Comme vous avez pu le constater dans quelques-uns de mes anciens billets (ici et ici), je trouve certains concepts mathématiques fascinants, surtout quand ils sont contre-intuitifs.
L’un d’entre eux est le système de cryptographie asymétrique RSA. Ces trois lettres sont la première lettre des noms de famille des trois chercheurs qui ont découvert cette méthode fantastique vers la fin des années 1970s (Rivest, Shamir et Adleman).
Si vous voulez envoyer une message encrypté à quelqu’un vous pourriez simplement remplacer chaque lettre par un nombre aléatoire, envoyer le message encrypté à votre correspondant et ensuite lui faire parvenir la clé de décryption par un moyen sécuritaire. Cependant, cette façon de faire est peu pratique, car elle nécessite de disposer d’un moyen de communication sécurisé.

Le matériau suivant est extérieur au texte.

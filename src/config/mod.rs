//! Configuration management for Harvest.
//!
//! Harvest reads a TOML file with support for:
//! - Environment variable substitution (`${VAR_NAME}`)
//! - `HARVEST_<SECTION>_<KEY>` environment overrides
//! - Default values for optional settings
//! - Validation on load
//!
//! # Example Configuration
//!
//! ```toml
//! [application]
//! log_level = "info"
//!
//! [dhis2]
//! base_url = "https://play.dhis2.org/40"
//! username = "admin"
//! password = "${HARVEST_DHIS2_PASSWORD}"
//!
//! [export]
//! output_dir = "exports"
//! file_prefix = "dataset-export"
//! ```
//!
//! # Loading
//!
//! ```rust,no_run
//! use harvest::config::load_config;
//!
//! # fn example() -> Result<(), Box<dyn std::error::Error>> {
//! let config = load_config("harvest.toml")?;
//! println!("DHIS2 instance: {}", config.dhis2.instance_url());
//! # Ok(())
//! # }
//! ```

pub mod loader;
pub mod schema;
pub mod secret;

// Re-export commonly used types
pub use loader::load_config;
pub use schema::{ApplicationConfig, Dhis2Config, ExportConfig, HarvestConfig, LoggingConfig};
pub use secret::{secret_string, SecretString, SecretValue};
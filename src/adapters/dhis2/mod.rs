//! DHIS2 adapter implementation
//!
//! This module provides the integration with DHIS2 instances: the
//! [`Dhis2Api`] retrieval trait, the reqwest-backed [`Dhis2Client`] and the
//! JSON wire models.

pub mod api;
pub mod client;
pub mod models;

pub use api::Dhis2Api;
pub use client::Dhis2Client;
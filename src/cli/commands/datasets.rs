//! Datasets command implementation
//!
//! Lists datasets with their data elements, the way they are offered for
//! selection.

use crate::cli::commands::open_session;
use crate::cli::exit_code;
use crate::core::selection::{SelectionKind, Tree};
use clap::Args;

/// Arguments for the datasets command
#[derive(Args, Debug)]
pub struct DatasetsArgs {
    /// Only show datasets and elements whose name contains this text
    #[arg(short, long, default_value = "")]
    pub search: String,

    /// List the elements of every dataset, not only search hits
    #[arg(long)]
    pub expand_all: bool,
}

impl DatasetsArgs {
    /// Execute the datasets command
    pub async fn execute(&self, config_path: &str) -> anyhow::Result<i32> {
        let (_, mut session) = match open_session(config_path).await {
            Ok(s) => s,
            Err(code) => return Ok(code),
        };

        if self.expand_all {
            session.selection.expand_all(Tree::Datasets, &session.catalog);
        }

        let views = session
            .selection
            .available_datasets(&session.catalog, &self.search);

        if views.is_empty() {
            println!("No datasets match '{}'", self.search);
            return Ok(exit_code::SUCCESS);
        }

        for view in &views {
            let marker = if view.expanded { "▼" } else { "▶" };
            println!("{marker} {}  [{}]", view.label, view.dataset.id);
            if view.expanded {
                for element in &view.elements {
                    println!("    {}  [{}]", element.display_name, element.id);
                }
            }
        }

        println!();
        println!(
            "{} items",
            session
                .selection
                .visible_available_count(SelectionKind::DataElements, &session.catalog)
        );

        Ok(exit_code::SUCCESS)
    }
}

L’encryption RSA résout ce problème de manière très élégante grâce à certaines propriétés des nombres premiers. Pour comprendre le concept de base, imaginez qu’Alice envoie à Bob une boîte déverrouillée dont elle conserve la clé, que Bob met son message dans la boîte, la verrouille et la renvoie à Alice, qui peut ensuite utiliser sa clé pour déverrouiller la boîte et lire le message.
N’importe qui peut intercepter la boîte et y mettre un message, mais seule Alice peut la déverrouiller. Évidemment, pour que le message soit vraiment sécuritaire, il faudrait aussi qu’Alice puisse authentifier qu’il provient bien de Bob, mais ce billet se concentrera sur l’encryption du message et non sur l’authentification.
L’arithmétique modulaire
Avant de faire un exemple d’encryption RSA, il faut d’abord comprendre ce qu’est le modulo. Cette fonction donne le résiduel d’une division. Par exemple, 46 divisé par 17 égale 2 résiduel 12, donc:
46 (mod 17) = 12
Tout le monde pratique ce genre d’arithmétique sans même le réaliser, par exemple, supposons qu’il est 22h et que vous devez régler votre réveil-matin de manière à dormir 8 heures. Le calcul que vous faîtes intuitivement est le suivant:
22+8 (mod 12) = 6 car 30 divisé par 12 = 2 résiduel 6, donc vous mettrez votre réveil à 6h00.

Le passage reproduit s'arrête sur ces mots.